WORK TO COMPLETE: Write out every record again, exactly.

** Opening GIVEN RECORDS block **

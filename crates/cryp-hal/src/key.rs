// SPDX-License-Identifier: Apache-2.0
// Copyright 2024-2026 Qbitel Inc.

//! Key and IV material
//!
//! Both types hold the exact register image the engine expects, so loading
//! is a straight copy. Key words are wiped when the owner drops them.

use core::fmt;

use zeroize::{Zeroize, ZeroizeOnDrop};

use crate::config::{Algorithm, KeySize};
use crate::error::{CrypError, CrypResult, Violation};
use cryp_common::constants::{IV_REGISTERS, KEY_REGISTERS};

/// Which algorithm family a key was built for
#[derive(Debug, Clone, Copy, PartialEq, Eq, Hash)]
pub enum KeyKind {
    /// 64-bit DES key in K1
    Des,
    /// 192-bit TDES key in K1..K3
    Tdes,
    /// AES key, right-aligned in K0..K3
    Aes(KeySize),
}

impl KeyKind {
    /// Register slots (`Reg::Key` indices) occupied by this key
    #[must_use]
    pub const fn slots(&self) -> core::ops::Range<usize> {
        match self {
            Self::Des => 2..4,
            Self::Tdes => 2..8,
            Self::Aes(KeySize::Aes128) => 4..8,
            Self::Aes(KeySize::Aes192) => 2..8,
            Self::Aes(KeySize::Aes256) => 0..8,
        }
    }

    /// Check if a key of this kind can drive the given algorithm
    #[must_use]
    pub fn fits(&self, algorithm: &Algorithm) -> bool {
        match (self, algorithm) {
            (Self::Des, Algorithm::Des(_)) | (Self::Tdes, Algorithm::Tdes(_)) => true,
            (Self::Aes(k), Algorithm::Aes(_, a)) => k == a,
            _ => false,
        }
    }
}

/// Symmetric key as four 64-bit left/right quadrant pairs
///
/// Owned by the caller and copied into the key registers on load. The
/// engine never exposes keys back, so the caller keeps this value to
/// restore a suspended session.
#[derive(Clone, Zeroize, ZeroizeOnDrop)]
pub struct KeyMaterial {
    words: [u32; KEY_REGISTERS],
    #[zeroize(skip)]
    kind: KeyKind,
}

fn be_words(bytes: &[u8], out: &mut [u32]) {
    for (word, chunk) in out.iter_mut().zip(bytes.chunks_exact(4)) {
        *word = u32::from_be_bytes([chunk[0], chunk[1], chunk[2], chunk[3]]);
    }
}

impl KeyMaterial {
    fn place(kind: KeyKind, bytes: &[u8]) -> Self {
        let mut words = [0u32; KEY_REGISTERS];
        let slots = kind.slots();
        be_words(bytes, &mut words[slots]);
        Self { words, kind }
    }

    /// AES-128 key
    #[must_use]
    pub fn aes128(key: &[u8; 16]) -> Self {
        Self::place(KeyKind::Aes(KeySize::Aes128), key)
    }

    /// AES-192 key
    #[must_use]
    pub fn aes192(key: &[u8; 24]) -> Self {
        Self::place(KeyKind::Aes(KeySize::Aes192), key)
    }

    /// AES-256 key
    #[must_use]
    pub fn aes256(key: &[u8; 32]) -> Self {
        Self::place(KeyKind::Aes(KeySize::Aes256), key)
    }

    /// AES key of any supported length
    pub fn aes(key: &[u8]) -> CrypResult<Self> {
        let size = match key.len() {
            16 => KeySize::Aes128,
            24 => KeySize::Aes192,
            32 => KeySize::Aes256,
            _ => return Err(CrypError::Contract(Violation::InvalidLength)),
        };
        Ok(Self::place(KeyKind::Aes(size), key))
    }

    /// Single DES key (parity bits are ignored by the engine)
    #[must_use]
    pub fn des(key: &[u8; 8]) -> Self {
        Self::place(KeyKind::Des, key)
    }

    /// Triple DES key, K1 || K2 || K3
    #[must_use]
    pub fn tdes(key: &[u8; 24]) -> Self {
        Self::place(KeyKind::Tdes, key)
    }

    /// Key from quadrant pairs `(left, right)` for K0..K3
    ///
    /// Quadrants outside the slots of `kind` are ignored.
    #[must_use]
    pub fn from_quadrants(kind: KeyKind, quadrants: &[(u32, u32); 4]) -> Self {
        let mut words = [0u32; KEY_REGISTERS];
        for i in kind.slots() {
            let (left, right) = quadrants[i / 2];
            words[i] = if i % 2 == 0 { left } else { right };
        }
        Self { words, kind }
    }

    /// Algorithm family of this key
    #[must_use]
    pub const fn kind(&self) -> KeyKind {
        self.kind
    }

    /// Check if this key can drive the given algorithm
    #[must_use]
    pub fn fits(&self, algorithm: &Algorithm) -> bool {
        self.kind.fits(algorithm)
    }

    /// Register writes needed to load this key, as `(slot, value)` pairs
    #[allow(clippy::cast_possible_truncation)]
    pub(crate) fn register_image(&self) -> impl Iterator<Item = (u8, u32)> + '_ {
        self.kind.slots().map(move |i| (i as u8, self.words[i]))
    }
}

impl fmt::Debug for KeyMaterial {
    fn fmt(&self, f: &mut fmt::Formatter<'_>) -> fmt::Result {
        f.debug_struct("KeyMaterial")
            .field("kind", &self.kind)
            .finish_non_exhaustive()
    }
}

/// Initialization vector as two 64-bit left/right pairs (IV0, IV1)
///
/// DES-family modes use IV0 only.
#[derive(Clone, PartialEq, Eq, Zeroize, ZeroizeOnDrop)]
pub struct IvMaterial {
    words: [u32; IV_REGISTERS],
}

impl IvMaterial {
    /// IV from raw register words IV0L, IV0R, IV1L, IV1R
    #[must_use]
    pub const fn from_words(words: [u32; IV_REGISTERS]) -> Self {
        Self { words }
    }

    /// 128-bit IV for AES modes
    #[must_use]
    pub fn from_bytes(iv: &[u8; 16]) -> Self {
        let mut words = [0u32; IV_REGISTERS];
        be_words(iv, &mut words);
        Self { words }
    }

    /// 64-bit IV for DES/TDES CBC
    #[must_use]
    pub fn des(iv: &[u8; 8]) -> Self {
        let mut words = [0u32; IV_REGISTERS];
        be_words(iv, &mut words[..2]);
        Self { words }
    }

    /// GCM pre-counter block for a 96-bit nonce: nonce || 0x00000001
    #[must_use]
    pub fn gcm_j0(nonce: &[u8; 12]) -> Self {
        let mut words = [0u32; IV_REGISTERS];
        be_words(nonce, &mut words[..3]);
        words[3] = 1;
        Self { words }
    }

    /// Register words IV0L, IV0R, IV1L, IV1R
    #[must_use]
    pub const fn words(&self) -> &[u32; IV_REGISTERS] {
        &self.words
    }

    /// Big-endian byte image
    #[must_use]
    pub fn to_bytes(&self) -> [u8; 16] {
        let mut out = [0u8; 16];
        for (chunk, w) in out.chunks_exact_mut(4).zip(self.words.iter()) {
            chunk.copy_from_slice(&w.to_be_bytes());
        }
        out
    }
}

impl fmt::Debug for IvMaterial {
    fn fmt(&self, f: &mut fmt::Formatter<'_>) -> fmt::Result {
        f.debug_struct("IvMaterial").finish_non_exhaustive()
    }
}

** Closing GIVEN RECORDS block **

ANSWER AREA:
filename crates/cryp-hal/src/key.rs
// SPDX-License-Identifier: Apache-2.0
// Copyright 2024-2026 Qbitel Inc.

//! Key and IV material
//!
//! Both types hold the exact register image the engine expects, so loading
//! is a straight copy. Key words are wiped when the owner drops them.

use core::fmt;

use zeroize::{Zeroize, ZeroizeOnDrop};

use crate::config::{Algorithm, KeySize};
use crate::error::{CrypError, CrypResult, Violation};
use cryp_common::constants::{IV_REGISTERS, KEY_REGISTERS};

/// Which algorithm family a key was built for
#[derive(Debug, Clone, Copy, PartialEq, Eq, Hash)]
pub enum KeyKind {
    /// 64-bit DES key in K1
    Des,
    /// 192-bit TDES key in K1..K3
    Tdes,
    /// AES key, right-aligned in K0..K3
    Aes(KeySize),
}

impl KeyKind {
    /// Register slots (`Reg::Key` indices) occupied by this key
    #[must_use]
    pub const fn slots(&self) -> core::ops::Range<usize> {
        match self {
            Self::Des => 2..4,
            Self::Tdes => 2..8,
            Self::Aes(KeySize::Aes128) => 4..8,
            Self::Aes(KeySize::Aes192) => 2..8,
            Self::Aes(KeySize::Aes256) => 0..8,
        }
    }

    /// Check if a key of this kind can drive the given algorithm
    #[must_use]
    pub fn fits(&self, algorithm: &Algorithm) -> bool {
        match (self, algorithm) {
            (Self::Des, Algorithm::Des(_)) | (Self::Tdes, Algorithm::Tdes(_)) => true,
            (Self::Aes(k), Algorithm::Aes(_, a)) => k == a,
            _ => false,
        }
    }
}

/// Symmetric key as four 64-bit left/right quadrant pairs
///
/// Owned by the caller and copied into the key registers on load. The
/// engine never exposes keys back, so the caller keeps this value to
/// restore a suspended session.
#[derive(Clone, Zeroize, ZeroizeOnDrop)]
pub struct KeyMaterial {
    words: [u32; KEY_REGISTERS],
    #[zeroize(skip)]
    kind: KeyKind,
}

fn be_words(bytes: &[u8], out: &mut [u32]) {
    for (word, chunk) in out.iter_mut().zip(bytes.chunks_exact(4)) {
        *word = u32::from_be_bytes([chunk[0], chunk[1], chunk[2], chunk[3]]);
    }
}

impl KeyMaterial {
    fn place(kind: KeyKind, bytes: &[u8]) -> Self {
        let mut words = [0u32; KEY_REGISTERS];
        let slots = kind.slots();
        be_words(bytes, &mut words[slots]);
        Self { words, kind }
    }

    /// AES-128 key
    #[must_use]
    pub fn aes128(key: &[u8; 16]) -> Self {
        Self::place(KeyKind::Aes(KeySize::Aes128), key)
    }

    /// AES-192 key
    #[must_use]
    pub fn aes192(key: &[u8; 24]) -> Self {
        Self::place(KeyKind::Aes(KeySize::Aes192), key)
    }

    /// AES-256 key
    #[must_use]
    pub fn aes256(key: &[u8; 32]) -> Self {
        Self::place(KeyKind::Aes(KeySize::Aes256), key)
    }

    /// AES key of any supported length
    pub fn aes(key: &[u8]) -> CrypResult<Self> {
        let size = match key.len() {
            16 => KeySize::Aes128,
            24 => KeySize::Aes192,
            32 => KeySize::Aes256,
            _ => return Err(CrypError::Contract(Violation::InvalidLength)),
        };
        Ok(Self::place(KeyKind::Aes(size), key))
    }

    /// Single DES key (parity bits are ignored by the engine)
    #[must_use]
    pub fn des(key: &[u8; 8]) -> Self {
        Self::place(KeyKind::Des, key)
    }

    /// Triple DES key, K1 || K2 || K3
    #[must_use]
    pub fn tdes(key: &[u8; 24]) -> Self {
        Self::place(KeyKind::Tdes, key)
    }

    /// Key from quadrant pairs `(left, right)` for K0..K3
    ///
    /// Quadrants outside the slots of `kind` are ignored.
    #[must_use]
    pub fn from_quadrants(kind: KeyKind, quadrants: &[(u32, u32); 4]) -> Self {
        let mut words = [0u32; KEY_REGISTERS];
        for i in kind.slots() {
            let (left, right) = quadrants[i / 2];
            words[i] = if i % 2 == 0 { left } else { right };
        }
        Self { words, kind }
    }

    /// Algorithm family of this key
    #[must_use]
    pub const fn kind(&self) -> KeyKind {
        self.kind
    }

    /// Check if this key can drive the given algorithm
    #[must_use]
    pub fn fits(&self, algorithm: &Algorithm) -> bool {
        self.kind.fits(algorithm)
    }

    /// Register writes needed to load this key, as `(slot, value)` pairs
    #[allow(clippy::cast_possible_truncation)]
    pub(crate) fn register_image(&self) -> impl Iterator<Item = (u8, u32)> + '_ {
        self.kind.slots().map(move |i| (i as u8, self.words[i]))
    }
}

impl fmt::Debug for KeyMaterial {
    fn fmt(&self, f: &mut fmt::Formatter<'_>) -> fmt::Result {
        f.debug_struct("KeyMaterial")
            .field("kind", &self.kind)
            .finish_non_exhaustive()
    }
}

/// Initialization vector as two 64-bit left/right pairs (IV0, IV1)
///
/// DES-family modes use IV0 only.
#[derive(Clone, PartialEq, Eq, Zeroize, ZeroizeOnDrop)]
pub struct IvMaterial {
    words: [u32; IV_REGISTERS],
}

impl IvMaterial {
    /// IV from raw register words IV0L, IV0R, IV1L, IV1R
    #[must_use]
    pub const fn from_words(words: [u32; IV_REGISTERS]) -> Self {
        Self { words }
    }

    /// 128-bit IV for AES modes
    #[must_use]
    pub fn from_bytes(iv: &[u8; 16]) -> Self {
        let mut words = [0u32; IV_REGISTERS];
        be_words(iv, &mut words);
        Self { words }
    }

    /// 64-bit IV for DES/TDES CBC
    #[must_use]
    pub fn des(iv: &[u8; 8]) -> Self {
        let mut words = [0u32; IV_REGISTERS];
        be_words(iv, &mut words[..2]);
        Self { words }
    }

    /// GCM pre-counter block for a 96-bit nonce: nonce || 0x00000001
    #[must_use]
    pub fn gcm_j0(nonce: &[u8; 12]) -> Self {
        let mut words = [0u32; IV_REGISTERS];
        be_words(nonce, &mut words[..3]);
        words[3] = 1;
        Self { words }
    }

    /// Register words IV0L, IV0R, IV1L, IV1R
    #[must_use]
    pub const fn words(&self) -> &[u32; IV_REGISTERS] {
        &self.words
    }

    /// Big-endian byte image
    #[must_use]
    pub fn to_bytes(&self) -> [u8; 16] {
        let mut out = [0u8; 16];
        for (chunk, w) in out.chunks_exact_mut(4).zip(self.words.iter()) {
            chunk.copy_from_slice(&w.to_be_bytes());
        }
        out
    }
}

impl fmt::Debug for IvMaterial {
    fn fmt(&self, f: &mut fmt::Formatter<'_>) -> fmt::Result {
        f.debug_struct("IvMaterial").finish_non_exhaustive()
    }
}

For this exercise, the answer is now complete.